Your assignment —
Would it be possible to copy exactly the lines from the one containing "already been set." to the end of the entries, including both and nothing else?

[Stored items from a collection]
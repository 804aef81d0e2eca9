//! Payload codec for the redirect flow.
//!
//! This module is free of HTTP and configuration concerns; it must stay
//! byte-compatible with the worker's decoder.
//!
//! # Token format
//!
//! ```text
//! base64url-no-pad( nonce[12] || aes-256-gcm(key, nonce, json) || tag[16] )
//! key = pbkdf2-hmac-sha256(secret, salt, 100_000 rounds, 32 bytes)
//! ```

pub mod cipher;

pub use cipher::{
    decrypt_payload, derive_key, encrypt_payload, CipherError, DerivedKey, PayloadCodec,
    SealedToken, DEFAULT_SALT, KEY_LEN, NONCE_LEN, PBKDF2_ROUNDS, TAG_LEN,
};
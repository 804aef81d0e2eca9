//! `billinggate` — CLI entry point.
//!
//! Startup sequence:
//! 1. Parse arguments.
//! 2. Initialise structured logging.
//! 3. Load [`ClientConfig`] from `BILLINGGATE_*` variables and apply CLI overrides.
//! 4. Build the client and run the requested command.

mod cli;
mod commands;
mod telemetry;

use anyhow::{Context, Result};
use billinggate_sdk::{BillingGateClient, ClientConfig};
use clap::Parser;
use tracing::debug;

use cli::Cli;

#[tokio::main]
async fn main() -> Result<()> {
    let cli = Cli::parse();

    // -----------------------------------------------------------------------
    // 1. Telemetry
    // -----------------------------------------------------------------------
    telemetry::init(&cli.log_level, cli.json_logs)?;

    // -----------------------------------------------------------------------
    // 2. Configuration
    // -----------------------------------------------------------------------
    let base = ClientConfig::from_env().context("configuration invalid")?;
    let cfg = cli.apply_overrides(base);
    debug!(
        version = env!("CARGO_PKG_VERSION"),
        worker_url = cfg.worker_url().unwrap_or("<unset>"),
        redirect_ready = cfg.has_encryption_key(),
        api_ready = cfg.has_api_key(),
        "billinggate configured"
    );

    // -----------------------------------------------------------------------
    // 3. Command
    // -----------------------------------------------------------------------
    let client = BillingGateClient::new(cfg).context("failed to build BillingGate client")?;
    commands::run(&client, cli.command).await
}
//! Telemetry initialisation for the `billinggate` CLI.
//!
//! Logs go to stderr so stdout carries only command output.

use anyhow::Result;
use tracing_subscriber::EnvFilter;

/// Initialise the tracing subscriber.
///
/// `RUST_LOG` takes precedence over `log_level` when set.
///
/// # Errors
///
/// Returns an error if the subscriber has already been set.
pub fn init(log_level: &str, json: bool) -> Result<()> {
    let filter = EnvFilter::try_from_default_env().unwrap_or_else(|_| EnvFilter::new(log_level));
    let builder = tracing_subscriber::fmt()
        .with_env_filter(filter)
        .with_writer(std::io::stderr);

    let result = if json {
        builder.json().try_init()
    } else {
        builder.try_init()
    };
    result.map_err(|e| anyhow::anyhow!("failed to initialise billinggate tracing subscriber: {e}"))
}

Result of the task —
/// Returns an error if the subscriber has already been set.
pub fn init(log_level: &str, json: bool) -> Result<()> {
    let filter = EnvFilter::try_from_default_env().unwrap_or_else(|_| EnvFilter::new(log_level));
    let builder = tracing_subscriber::fmt()
        .with_env_filter(filter)
        .with_writer(std::io::stderr);

    let result = if json {
        builder.json().try_init()
    } else {
        builder.try_init()
    };
    result.map_err(|e| anyhow::anyhow!("failed to initialise billinggate tracing subscriber: {e}"))
}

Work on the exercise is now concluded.